Specific Aim 2: Demonstrate that a majority of infants who test positive for cCMV at the time
of failed hearing screen are referred within 14 days for appropriate confirmatory testing and
treatment.
Specific Aim 3: Improve cCMV prevalence data estimates for the State of Nebraska.
Congenital cytomegalovirus (cCMV) affects 20,000-40,000 infants in the United States annually
and is the most common congenital viral infection in newborns1. cCMV is the most common
non-genetic cause of sensorineural hearing loss (SNHL) in children and it is estimated that
the 1 in 10 children with SNHL have cCMV related hearing loss. SNHL is the most common
sequela of cCMV infection but the overall disease burden is much greater as cCMV is an
important contributor to neurodevelopmental delay2.

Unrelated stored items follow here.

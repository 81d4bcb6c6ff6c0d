use std::hash::{Hash, Hasher};

use log::{debug, info, trace};

use super::castling::{king_home, CastleSide, CastlingFlags};
use super::{GameStatus, MoveError};
use crate::board::{Board, Color, Move, MoveList, Piece, PieceType, Position};

/// Secondary board effect of a move beyond relocating the moving piece.
#[derive(Clone, Copy, Debug, PartialEq, Eq)]
enum SideEffect {
    None,
    /// Remove the pawn that just double-stepped past the landing square.
    EnPassant { captured: Position },
    /// Move the castling rook to the far side of the king.
    Castle { rook_from: Position, rook_to: Position },
}

/// A two-player game: board, side to move, castling flags and one ply of
/// history for en passant.
///
/// Not internally synchronised. Wrap in [`crate::sync::SharedGame`] to share
/// between threads.
#[derive(Clone, Debug)]
pub struct Game {
    board: Board,
    turn: Color,
    castling: CastlingFlags,
    last_move: Option<Move>,
    resigned: Option<Color>,
}

impl Game {
    /// Standard starting position, White to move.
    pub fn new() -> Self {
        Game {
            board: Board::new(),
            turn: Color::White,
            castling: CastlingFlags::none(),
            last_move: None,
            resigned: None,
        }
    }

    /// Rebuild a game from persisted parts.
    #[must_use]
    pub fn from_parts(
        board: Board,
        turn: Color,
        castling: CastlingFlags,
        last_move: Option<Move>,
    ) -> Self {
        Game {
            board,
            turn,
            castling,
            last_move,
            resigned: None,
        }
    }

    #[inline]
    #[must_use]
    pub fn team_turn(&self) -> Color {
        self.turn
    }

    pub fn set_team_turn(&mut self, color: Color) {
        self.turn = color;
    }

    #[inline]
    #[must_use]
    pub fn board(&self) -> &Board {
        &self.board
    }

    /// Replace the board wholesale.
    ///
    /// All castling flags, the last move and any resignation are reset, so a
    /// board loaded from storage regains castling rights for kings and rooks
    /// standing on their home squares. Use [`Game::from_parts`] or
    /// [`Game::from_snapshot`] to carry them across.
    pub fn set_board(&mut self, board: Board) {
        self.board = board;
        self.castling = CastlingFlags::none();
        self.last_move = None;
        self.resigned = None;
    }

    /// Back to the starting position with White to move.
    pub fn reset(&mut self) {
        *self = Game::new();
    }

    #[inline]
    #[must_use]
    pub fn castling_flags(&self) -> CastlingFlags {
        self.castling
    }

    #[inline]
    #[must_use]
    pub fn last_move(&self) -> Option<Move> {
        self.last_move
    }

    pub(crate) fn set_resigned(&mut self, loser: Option<Color>) {
        self.resigned = loser;
    }

    /// Square a pawn passed over on the previous ply, if that ply was a
    /// two-square pawn advance.
    #[must_use]
    pub fn en_passant_target(&self) -> Option<Position> {
        let last = self.last_move?;
        let pawn = self.board.get(last.end())?;
        if pawn.kind() != PieceType::Pawn || last.row_delta().abs() != 2 {
            return None;
        }
        let mid_row = (last.start().row() + last.end().row()) / 2;
        Position::new(mid_row, last.end().column())
    }

    /// Current status. Checkmate and stalemate are judged for the side to move.
    #[must_use]
    pub fn status(&self) -> GameStatus {
        if let Some(loser) = self.resigned {
            return GameStatus::Resigned {
                winner: loser.opponent(),
            };
        }
        let to_move = self.turn;
        match (self.is_in_check(to_move), self.has_any_valid_move(to_move)) {
            (_, true) => GameStatus::InProgress,
            (true, false) => GameStatus::Checkmate {
                winner: to_move.opponent(),
            },
            (false, false) => GameStatus::Stalemate,
        }
    }

    #[must_use]
    pub fn is_game_over(&self) -> bool {
        self.status().is_over()
    }

    /// Legal moves for the piece on `from`; empty when the square is empty.
    ///
    /// Castling and en passant are included when available. Every candidate is
    /// played out on a scratch board and dropped if it leaves the mover's king
    /// attacked.
    #[must_use]
    pub fn valid_moves(&self, from: Position) -> MoveList {
        let Some(piece) = self.board.get(from) else {
            return MoveList::new();
        };
        let color = piece.color();
        let mut candidates = piece.pseudo_legal_moves(&self.board, from);

        match piece.kind() {
            PieceType::King if from == king_home(color) => {
                for side in CastleSide::BOTH {
                    if self.can_castle(color, side) {
                        let to =
                            Position::new_unchecked(color.back_rank(), side.king_target_column());
                        candidates.push(Move::new(from, to));
                    }
                }
            }
            PieceType::Pawn => {
                if let Some(target) = self.en_passant_target() {
                    let ahead = target.row() as i8 - from.row() as i8 == color.pawn_direction();
                    let adjacent = (target.column() as i8 - from.column() as i8).abs() == 1;
                    let victim_is_enemy = self
                        .last_move
                        .and_then(|last| self.board.get(last.end()))
                        .is_some_and(|victim| victim.color() != color);
                    if ahead && adjacent && victim_is_enemy {
                        candidates.push(Move::new(from, target));
                    }
                }
            }
            _ => {}
        }

        candidates.retain(|mv| !self.leaves_king_in_check(*mv, piece));
        candidates
    }

    /// All legal moves for the side to move.
    #[must_use]
    pub fn legal_moves(&self) -> MoveList {
        let mut moves = MoveList::new();
        for (from, _) in self.board.pieces_of(self.turn) {
            moves.extend(self.valid_moves(from));
        }
        moves
    }

    /// Validate and play `mv`.
    ///
    /// On error nothing changes. On success the move is recorded as the last
    /// move and the turn passes to the other side.
    pub fn make_move(&mut self, mv: Move) -> Result<(), MoveError> {
        let piece = self.validate(mv).map_err(|err| {
            trace!("rejected {mv}: {err}");
            err
        })?;

        self.commit(mv, piece);
        debug!("{} played {mv}", piece.color());

        if log::log_enabled!(log::Level::Info) {
            let status = self.status();
            if status.is_over() {
                info!("game over after {mv}: {status}");
            }
        }
        Ok(())
    }

    /// Play a move that may be missing, as decoded from a client request.
    pub fn make_submitted_move(&mut self, mv: Option<Move>) -> Result<(), MoveError> {
        match mv {
            Some(mv) => self.make_move(mv),
            None => {
                trace!("rejected empty move");
                Err(MoveError::NullMove)
            }
        }
    }

    /// End the game with `color` conceding. The turn is left as it was.
    pub fn resign(&mut self, color: Color) -> Result<(), MoveError> {
        let status = self.status();
        if status.is_over() {
            return Err(MoveError::GameOver { status });
        }
        self.resigned = Some(color);
        info!("{color} resigned");
        Ok(())
    }

    /// True iff some opposing piece attacks the king of `color`.
    /// A side with no king is never in check.
    #[must_use]
    pub fn is_in_check(&self, color: Color) -> bool {
        self.board
            .find_king(color)
            .is_some_and(|king| self.board.is_square_attacked(king, color.opponent()))
    }

    /// In check with no legal move.
    #[must_use]
    pub fn is_in_checkmate(&self, color: Color) -> bool {
        self.is_in_check(color) && !self.has_any_valid_move(color)
    }

    /// Not in check, yet no legal move.
    #[must_use]
    pub fn is_in_stalemate(&self, color: Color) -> bool {
        !self.is_in_check(color) && !self.has_any_valid_move(color)
    }

    fn has_any_valid_move(&self, color: Color) -> bool {
        self.board
            .pieces_of(color)
            .any(|(from, _)| !self.valid_moves(from).is_empty())
    }

    fn validate(&self, mv: Move) -> Result<Piece, MoveError> {
        if self.resigned.is_some() {
            return Err(MoveError::GameOver {
                status: self.status(),
            });
        }

        // Mate and stalemate leave no legal move, so an accepted move
        // proves the game is still running.
        self.check_submission(mv).map_err(|err| match self.status() {
            status if status.is_over() => MoveError::GameOver { status },
            _ => err,
        })
    }

    fn check_submission(&self, mv: Move) -> Result<Piece, MoveError> {
        let from = mv.start();
        let piece = self
            .board
            .get(from)
            .ok_or(MoveError::NoPieceAtSource { from })?;

        if piece.color() != self.turn {
            return Err(MoveError::WrongTurn {
                from,
                piece_color: piece.color(),
                to_move: self.turn,
            });
        }

        if let Some(promotion) = mv.promotion() {
            let valid = piece.kind() == PieceType::Pawn
                && mv.end().row() == piece.color().promotion_rank()
                && promotion.is_promotion_choice();
            if !valid {
                return Err(MoveError::InvalidPromotion { mv });
            }
        }

        if !self.valid_moves(from).contains(&mv) {
            return Err(MoveError::IllegalMove { mv });
        }
        Ok(piece)
    }

    fn side_effect(&self, mv: Move, piece: Piece) -> SideEffect {
        match piece.kind() {
            PieceType::Pawn if Some(mv.end()) == self.en_passant_target() => {
                match self.last_move {
                    Some(last) => SideEffect::EnPassant {
                        captured: last.end(),
                    },
                    None => SideEffect::None,
                }
            }
            PieceType::King => match CastleSide::from_column_delta(mv.column_delta()) {
                Some(side) => SideEffect::Castle {
                    rook_from: side.rook_home(piece.color()),
                    rook_to: Position::new_unchecked(mv.start().row(), side.rook_target_column()),
                },
                None => SideEffect::None,
            },
            _ => SideEffect::None,
        }
    }

    /// Would playing `mv` leave the mover's king attacked?
    fn leaves_king_in_check(&self, mv: Move, piece: Piece) -> bool {
        let mut scratch = self.board.scratch_copy();
        apply_to_board(&mut scratch, mv, piece, self.side_effect(mv, piece));

        let color = piece.color();
        scratch
            .find_king(color)
            .is_some_and(|king| scratch.is_square_attacked(king, color.opponent()))
    }

    /// Play an already-validated move: board effects, flags, history, turn.
    pub(crate) fn commit(&mut self, mv: Move, piece: Piece) {
        let effect = self.side_effect(mv, piece);
        let captured = self.board.get(mv.end());
        apply_to_board(&mut self.board, mv, piece, effect);

        match effect {
            SideEffect::EnPassant { captured } => trace!("{mv} captures en passant on {captured}"),
            SideEffect::Castle { rook_from, rook_to } => {
                trace!("{mv} castles, rook {rook_from} -> {rook_to}");
            }
            SideEffect::None => {}
        }

        self.update_castling_flags(mv, piece, captured);
        self.last_move = Some(mv);
        self.turn = self.turn.opponent();
    }

    fn update_castling_flags(&mut self, mv: Move, piece: Piece, captured: Option<Piece>) {
        let color = piece.color();
        match piece.kind() {
            PieceType::King => {
                self.castling.mark_king_moved(color);
                if let Some(side) = CastleSide::from_column_delta(mv.column_delta()) {
                    self.castling.mark_rook_moved(color, side);
                }
            }
            PieceType::Rook => {
                for side in CastleSide::BOTH {
                    if mv.start() == side.rook_home(color) {
                        self.castling.mark_rook_moved(color, side);
                    }
                }
            }
            _ => {}
        }

        // A rook taken on its home corner can never castle.
        if let Some(victim) = captured.filter(|p| p.kind() == PieceType::Rook) {
            for side in CastleSide::BOTH {
                if mv.end() == side.rook_home(victim.color()) {
                    self.castling.mark_rook_moved(victim.color(), side);
                }
            }
        }
    }
}

/// Relocate the moving piece (promoting if asked) and apply the side effect.
fn apply_to_board(board: &mut Board, mv: Move, piece: Piece, effect: SideEffect) {
    let landed = match mv.promotion() {
        Some(kind) => Piece::new(piece.color(), kind),
        None => piece,
    };
    board.set(mv.start(), None);
    board.place(mv.end(), landed);

    match effect {
        SideEffect::EnPassant { captured } => board.set(captured, None),
        SideEffect::Castle { rook_from, rook_to } => {
            if let Some(rook) = board.take(rook_from) {
                board.place(rook_to, rook);
            }
        }
        SideEffect::None => {}
    }
}

impl Default for Game {
    fn default() -> Self {
        Game::new()
    }
}

impl PartialEq for Game {
    /// Games compare by placement and side to move only.
    fn eq(&self, other: &Self) -> bool {
        self.board == other.board && self.turn == other.turn
    }
}

impl Eq for Game {}

impl Hash for Game {
    fn hash<H: Hasher>(&self, state: &mut H) {
        self.board.hash(state);
        self.turn.hash(state);
    }
}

The most common physical exam findings for identification of cCMV include petechiae,
hepatosplenomegaly, microcephaly, hypotonia, hearing loss, purpura, chorioretinitis, and
seizure activity and the most common laboratory findings include elevated AST and ALT,
thrombocytopenia, conjugated hyperbilirubinemia, and elevated CSF protein3,4. Infants may
also be identified based on radiologic abnormalities including abnormal cranial ultrasound,
head CT, and brain MRI that may show cerebral calcifications and ventriculomegaly4. Infants
with cCMV infections are categorized as either symptomatic or asymptomatic based on the
physical exam, laboratory, and radiologic findings that are present at birth3. Approximately
10%-15% of cCMV cases are classified as symptomatic due to the any of these clinical findings
and the outcomes for these infants are poor with approximately half suffering from severe
neurologic sequelae including SNHL, mental retardation with IQs < 70, and microcephaly2,3.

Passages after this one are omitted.